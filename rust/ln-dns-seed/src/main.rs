// Allow dead code - some accessors exist for tests and API completeness
#![allow(dead_code)]

//! Lightning DNS Seed
//!
//! Bootstrap service for the Lightning Network: new nodes ask DNS for a
//! handful of reachable peers and connect from there.
//!
//! ## Architecture
//!
//! ```text
//! ┌─────────────────────────────────────────────────────────────┐
//! │                    LIGHTNING DNS SEED                       │
//! ├─────────────────────────────────────────────────────────────┤
//! │  Feed Poller (10s)          ←── lightningd listnodes       │
//! │  IRC Tailer                 ←── Signed NODE announcements  │
//! │  Peer Registry (memory)     ←── Latest record per node     │
//! │  DNS Server (53/udp)        ←── A / AAAA / SRV queries     │
//! │  HTTP API (8080)            ←── Metrics and monitoring     │
//! └─────────────────────────────────────────────────────────────┘
//! ```

use anyhow::Context;
use clap::Parser;
use std::net::SocketAddr;
use std::path::PathBuf;
use std::sync::Arc;
use std::time::Duration;
use tracing::{error, info, warn};

mod announce;
mod api;
mod config;
mod crypto;
mod dns;
mod feed;
mod registry;
mod types;

use announce::{AnnouncementVerifier, IrcTailer};
use api::{ApiState, Metrics};
use config::SeedConfig;
use dns::{DnsServer, SeedDnsHandler};
use feed::{FeedPoller, LightningRpcFeed};
use registry::PeerRegistry;

/// Lightning DNS Seed - bootstrap peer discovery over DNS
#[derive(Parser, Debug)]
#[command(name = "ln-dns-seed")]
#[command(author = "ln-dns-seed Contributors")]
#[command(version)]
#[command(about = "DNS bootstrap seed for the Lightning Network", long_about = None)]
struct Args {
    /// Path to configuration file
    #[arg(short, long, default_value = "lseed.toml")]
    config: PathBuf,

    /// Listen address for incoming DNS requests
    #[arg(long)]
    listen: Option<SocketAddr>,

    /// Root DNS seed domain
    #[arg(long)]
    root_domain: Option<String>,

    /// Time between polls to lightningd for updates (seconds)
    #[arg(long)]
    poll_interval: Option<u64>,

    /// The lightning directory
    #[arg(long)]
    lightning_dir: Option<PathBuf>,

    /// Network subdirectory holding the RPC socket
    #[arg(long)]
    network: Option<String>,

    /// Name of the lightning RPC socket
    #[arg(long)]
    rpc_file: Option<String>,

    /// How many results to return for an SRV query
    #[arg(long)]
    results: Option<usize>,

    /// HTTP API listen address
    #[arg(long)]
    api_listen: Option<SocketAddr>,

    /// Do not follow the IRC announcement channel
    #[arg(long)]
    no_irc: bool,

    /// Log level (trace, debug, info, warn, error)
    #[arg(long, default_value = "info")]
    log_level: String,

    /// Be very verbose (same as --log-level debug)
    #[arg(long)]
    debug: bool,
}

#[tokio::main]
async fn main() -> anyhow::Result<()> {
    let args = Args::parse();

    // Initialize logging
    let level = if args.debug { "debug".to_string() } else { args.log_level.clone() };
    tracing_subscriber::fmt()
        .with_env_filter(
            tracing_subscriber::EnvFilter::try_from_default_env()
                .unwrap_or_else(|_| level.into())
        )
        .init();

    info!("⚡ Lightning DNS Seed v{}", env!("CARGO_PKG_VERSION"));

    // Load configuration
    let config = if args.config.exists() {
        SeedConfig::load(&args.config)
            .with_context(|| format!("Failed to load {}", args.config.display()))?
    } else {
        warn!("Config file {} not found, using defaults", args.config.display());
        SeedConfig::default()
    };

    // Override config with CLI args
    let irc_enabled = config.irc.enabled && !args.no_irc;
    let config = config
        .with_listen_addr(args.listen)
        .with_root_domain(args.root_domain)
        .with_poll_interval(args.poll_interval)
        .with_lightning_dir(args.lightning_dir)
        .with_network(args.network)
        .with_rpc_file(args.rpc_file)
        .with_max_results(args.results)
        .with_api_listen_addr(args.api_listen)
        .with_irc_enabled(irc_enabled)
        .validate()?;

    info!("⚙️  Configuration:");
    info!("   Root domain: {}", config.root_domain);
    info!("   DNS listen: {}", config.listen_addr);
    info!("   API listen: {}", config.api_listen_addr);
    info!("   lightningd socket: {}", config.rpc_socket_path().display());
    info!("   Poll interval: {}s", config.poll_interval_secs);
    info!("   SRV results: {}", config.max_results);

    let registry = Arc::new(PeerRegistry::new(config.default_port));
    let metrics = Arc::new(Metrics::new());

    // Bind sockets up front: a seed that cannot listen is useless
    let handler = Arc::new(SeedDnsHandler::new(
        registry.clone(),
        &config.root_domain,
        config.max_results,
        metrics.clone(),
    ));
    let dns_server = DnsServer::bind(config.listen_addr, handler)
        .await
        .with_context(|| format!("Failed to bind DNS socket {}", config.listen_addr))?;

    let api_listener = tokio::net::TcpListener::bind(config.api_listen_addr)
        .await
        .with_context(|| format!("Failed to bind HTTP API {}", config.api_listen_addr))?;

    // Start all services concurrently
    let dns_handle = tokio::spawn(dns_server.run());

    let api_handle = tokio::spawn(api::run_api_server(
        api_listener,
        Arc::new(ApiState {
            root_domain: config.root_domain.clone(),
            registry: registry.clone(),
            metrics: metrics.clone(),
        }),
    ));

    let poller = FeedPoller::new(
        Box::new(LightningRpcFeed::new(config.rpc_socket_path())),
        registry.clone(),
        metrics.clone(),
        Duration::from_secs(config.poll_interval_secs),
    );
    let poller_handle = tokio::spawn(poller.run());

    let irc_handle = if config.irc.enabled {
        let verifier = Arc::new(AnnouncementVerifier::new(registry.clone(), metrics.clone()));
        let tailer = IrcTailer::new(config.irc.clone(), verifier, metrics.clone());
        Some(tokio::spawn(tailer.run()))
    } else {
        info!("IRC announcements disabled");
        None
    };
    let irc_exit = async {
        match irc_handle {
            Some(handle) => handle.await,
            None => std::future::pending().await,
        }
    };

    let status_handle = tokio::spawn(run_status_logger(
        registry.clone(),
        metrics.clone(),
        Duration::from_secs(config.status_interval_secs),
    ));

    info!("✅ All services started");
    info!("   Press Ctrl+C to shutdown");

    // Wait for shutdown signal
    tokio::select! {
        _ = tokio::signal::ctrl_c() => {
            info!("🛑 Shutdown signal received");
        }
        result = dns_handle => {
            error!("DNS server exited: {:?}", result);
        }
        result = api_handle => {
            error!("HTTP API exited: {:?}", result);
        }
        result = poller_handle => {
            error!("Feed poller exited: {:?}", result);
        }
        result = irc_exit => {
            error!("IRC tailer exited: {:?}", result);
        }
        result = status_handle => {
            error!("Status logger exited: {:?}", result);
        }
    }

    info!("👋 Lightning DNS Seed shutting down");
    Ok(())
}

/// Periodic status line
async fn run_status_logger(registry: Arc<PeerRegistry>, metrics: Arc<Metrics>, every: Duration) {
    let mut interval = tokio::time::interval(every);
    // Nothing to report at startup
    interval.tick().await;

    loop {
        interval.tick().await;

        let stats = registry.stats();
        info!(
            "📊 Status: {} peers ({} IPv4, {} IPv6, {} on default port), {} queries answered, {} dropped",
            stats.total_peers,
            stats.ipv4_peers,
            stats.ipv6_peers,
            stats.default_port_peers,
            metrics.dns_queries_answered.load(std::sync::atomic::Ordering::Relaxed),
            metrics.dns_queries_dropped.load(std::sync::atomic::Ordering::Relaxed),
        );
    }
}
//! Cryptographic utilities for the DNS Seed
//!
//! Node identities are secp256k1 keys. Announcements are signed the way
//! Lightning nodes sign them: DER-encoded ECDSA over SHA256(SHA256(message)).
//! Identities travel in DNS labels as bech32 with the `ln` prefix.

use bech32::primitives::decode::CheckedHrpstring;
use bech32::{Bech32, Hrp};
use k256::ecdsa::signature::hazmat::PrehashVerifier;
use k256::ecdsa::{Signature, VerifyingKey};
use k256::PublicKey;
use sha2::{Digest, Sha256};

use crate::types::NodeId;

/// Human-readable prefix for node ids in DNS labels
pub const NODE_ID_HRP: Hrp = Hrp::parse_unchecked("ln");

/// 32-byte SHA-256 digest
pub type Hash = [u8; 32];

// =============================================================================
// HASHING
// =============================================================================

/// SHA-256
pub fn sha256(data: &[u8]) -> Hash {
    Sha256::digest(data).into()
}

/// SHA-256 applied twice; the digest announcements are signed over
pub fn double_sha256(data: &[u8]) -> Hash {
    sha256(&sha256(data))
}

// =============================================================================
// KEYS & SIGNATURES
// =============================================================================

/// Parse a hex-encoded SEC1 public key (compressed or uncompressed)
pub fn public_key_from_hex(hex_str: &str) -> Result<PublicKey, CryptoError> {
    let bytes = hex::decode(hex_str).map_err(|_| CryptoError::InvalidHex)?;
    PublicKey::from_sec1_bytes(&bytes).map_err(|_| CryptoError::InvalidPublicKey)
}

/// Parse a hex-encoded DER signature
pub fn signature_from_der_hex(hex_str: &str) -> Result<Signature, CryptoError> {
    let bytes = hex::decode(hex_str).map_err(|_| CryptoError::InvalidHex)?;
    Signature::from_der(&bytes).map_err(|_| CryptoError::InvalidSignature)
}

/// Verify `signature` over SHA256(SHA256(message)).
///
/// High-S signatures are accepted: they are normalized before the check.
pub fn verify_double_sha256(
    public_key: &PublicKey,
    message: &[u8],
    signature: &Signature,
) -> Result<(), CryptoError> {
    let digest = double_sha256(message);
    let signature = signature.normalize_s().unwrap_or_else(|| signature.clone());

    VerifyingKey::from(public_key)
        .verify_prehash(&digest, &signature)
        .map_err(|_| CryptoError::VerificationFailed)
}

// =============================================================================
// BECH32 NODE IDS
// =============================================================================

/// Encode a node id as a bech32 DNS label (`ln1...`)
pub fn encode_node_id(id: &NodeId) -> Result<String, CryptoError> {
    bech32::encode::<Bech32>(NODE_ID_HRP, id.as_bytes())
        .map_err(|e| CryptoError::Bech32(e.to_string()))
}

/// Decode a bech32 DNS label back into a validated node id
pub fn decode_node_id(label: &str) -> Result<NodeId, CryptoError> {
    let checked = CheckedHrpstring::new::<Bech32>(label)
        .map_err(|e| CryptoError::Bech32(e.to_string()))?;

    if checked.hrp() != NODE_ID_HRP {
        return Err(CryptoError::WrongPrefix(checked.hrp().to_string()));
    }

    let bytes: Vec<u8> = checked.byte_iter().collect();
    let key = PublicKey::from_sec1_bytes(&bytes).map_err(|_| CryptoError::InvalidPublicKey)?;
    Ok(NodeId::from_public_key(&key))
}

// =============================================================================
// ERRORS
// =============================================================================

#[derive(Debug, Clone, PartialEq, Eq, thiserror::Error)]
pub enum CryptoError {
    #[error("Invalid hex encoding")]
    InvalidHex,

    #[error("Invalid public key")]
    InvalidPublicKey,

    #[error("Invalid signature encoding")]
    InvalidSignature,

    #[error("Signature verification failed")]
    VerificationFailed,

    #[error("Invalid bech32: {0}")]
    Bech32(String),

    #[error("Unexpected bech32 prefix: {0}")]
    WrongPrefix(String),
}

// =============================================================================
// TESTS
// =============================================================================
//! Metrics Collection
//!
//! Collects and exposes metrics for monitoring the DNS Seed.

use std::sync::atomic::{AtomicU64, Ordering};
use std::time::Instant;

use crate::registry::RegistryStats;

/// Metrics collector for the DNS Seed
#[derive(Default)]
pub struct Metrics {
    /// Start time for uptime calculation
    start_time: Option<Instant>,

    /// DNS queries that received a reply
    pub dns_queries_answered: AtomicU64,

    /// DNS datagrams dropped without a reply
    pub dns_queries_dropped: AtomicU64,

    /// Answer records sent
    pub dns_answers_sent: AtomicU64,

    /// Announcements that passed verification
    pub announcements_accepted: AtomicU64,

    /// Announcements that failed verification
    pub announcements_rejected: AtomicU64,

    /// Completed lightningd polls
    pub feed_polls: AtomicU64,

    /// Failed lightningd polls
    pub feed_failures: AtomicU64,

    /// IRC connections established
    pub irc_connects: AtomicU64,
}

impl Metrics {
    /// Create new metrics collector
    pub fn new() -> Self {
        Self {
            start_time: Some(Instant::now()),
            ..Default::default()
        }
    }

    /// Get uptime in seconds
    pub fn uptime_secs(&self) -> u64 {
        self.start_time
            .map(|t| t.elapsed().as_secs())
            .unwrap_or(0)
    }

    /// Record an answered query and its answer count
    pub fn inc_dns_answered(&self, answers: usize) {
        self.dns_queries_answered.fetch_add(1, Ordering::Relaxed);
        self.dns_answers_sent.fetch_add(answers as u64, Ordering::Relaxed);
    }

    pub fn inc_dns_dropped(&self) {
        self.dns_queries_dropped.fetch_add(1, Ordering::Relaxed);
    }

    pub fn inc_announcements_accepted(&self) {
        self.announcements_accepted.fetch_add(1, Ordering::Relaxed);
    }

    pub fn inc_announcements_rejected(&self) {
        self.announcements_rejected.fetch_add(1, Ordering::Relaxed);
    }

    pub fn inc_feed_polls(&self) {
        self.feed_polls.fetch_add(1, Ordering::Relaxed);
    }

    pub fn inc_feed_failures(&self) {
        self.feed_failures.fetch_add(1, Ordering::Relaxed);
    }

    pub fn inc_irc_connects(&self) {
        self.irc_connects.fetch_add(1, Ordering::Relaxed);
    }

    /// Export metrics in Prometheus format
    pub fn to_prometheus(&self, stats: &RegistryStats) -> String {
        let mut output = String::new();

        let mut push = |name: &str, kind: &str, help: &str, value: u64| {
            output.push_str(&format!(
                "# HELP ln_dns_seed_{name} {help}\n\
                 # TYPE ln_dns_seed_{name} {kind}\n\
                 ln_dns_seed_{name} {value}\n\n"
            ));
        };

        push("uptime_seconds", "gauge", "DNS Seed uptime in seconds", self.uptime_secs());

        // DNS
        push(
            "dns_queries_answered",
            "counter",
            "DNS queries answered",
            self.dns_queries_answered.load(Ordering::Relaxed),
        );
        push(
            "dns_queries_dropped",
            "counter",
            "DNS datagrams dropped without reply",
            self.dns_queries_dropped.load(Ordering::Relaxed),
        );
        push(
            "dns_answers_sent",
            "counter",
            "Answer records sent",
            self.dns_answers_sent.load(Ordering::Relaxed),
        );

        // Announcements
        push(
            "announcements_accepted",
            "counter",
            "Verified node announcements",
            self.announcements_accepted.load(Ordering::Relaxed),
        );
        push(
            "announcements_rejected",
            "counter",
            "Rejected node announcements",
            self.announcements_rejected.load(Ordering::Relaxed),
        );
        push(
            "irc_connects",
            "counter",
            "IRC connections established",
            self.irc_connects.load(Ordering::Relaxed),
        );

        // Feed
        push(
            "feed_polls",
            "counter",
            "Successful lightningd polls",
            self.feed_polls.load(Ordering::Relaxed),
        );
        push(
            "feed_failures",
            "counter",
            "Failed lightningd polls",
            self.feed_failures.load(Ordering::Relaxed),
        );

        // Registry
        push("peers", "gauge", "Known peers", stats.total_peers as u64);
        push("peers_ipv4", "gauge", "Peers with an IPv4 address", stats.ipv4_peers as u64);
        push("peers_ipv6", "gauge", "Peers with an IPv6 address", stats.ipv6_peers as u64);
        push(
            "peers_default_port",
            "gauge",
            "Peers on the default port",
            stats.default_port_peers as u64,
        );

        output
    }

    /// Export metrics as JSON
    pub fn to_json(&self, stats: &RegistryStats) -> serde_json::Value {
        serde_json::json!({
            "uptime_secs": self.uptime_secs(),
            "dns": {
                "answered": self.dns_queries_answered.load(Ordering::Relaxed),
                "dropped": self.dns_queries_dropped.load(Ordering::Relaxed),
                "answers_sent": self.dns_answers_sent.load(Ordering::Relaxed),
            },
            "announcements": {
                "accepted": self.announcements_accepted.load(Ordering::Relaxed),
                "rejected": self.announcements_rejected.load(Ordering::Relaxed),
                "irc_connects": self.irc_connects.load(Ordering::Relaxed),
            },
            "feed": {
                "polls": self.feed_polls.load(Ordering::Relaxed),
                "failures": self.feed_failures.load(Ordering::Relaxed),
            },
            "registry": stats,
        })
    }
}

○ ○ ○ ○

#### Task goal:
Only lines with the word "lightningd" are wanted. Find and copy them from the records above.

#### Your response:
//! │  Feed Poller (10s)          ←── lightningd listnodes       │
    /// Time between polls to lightningd for updates (seconds)
    info!("   lightningd socket: {}", config.rpc_socket_path().display());
    /// Completed lightningd polls
    /// Failed lightningd polls
            "Successful lightningd polls",
            "Failed lightningd polls",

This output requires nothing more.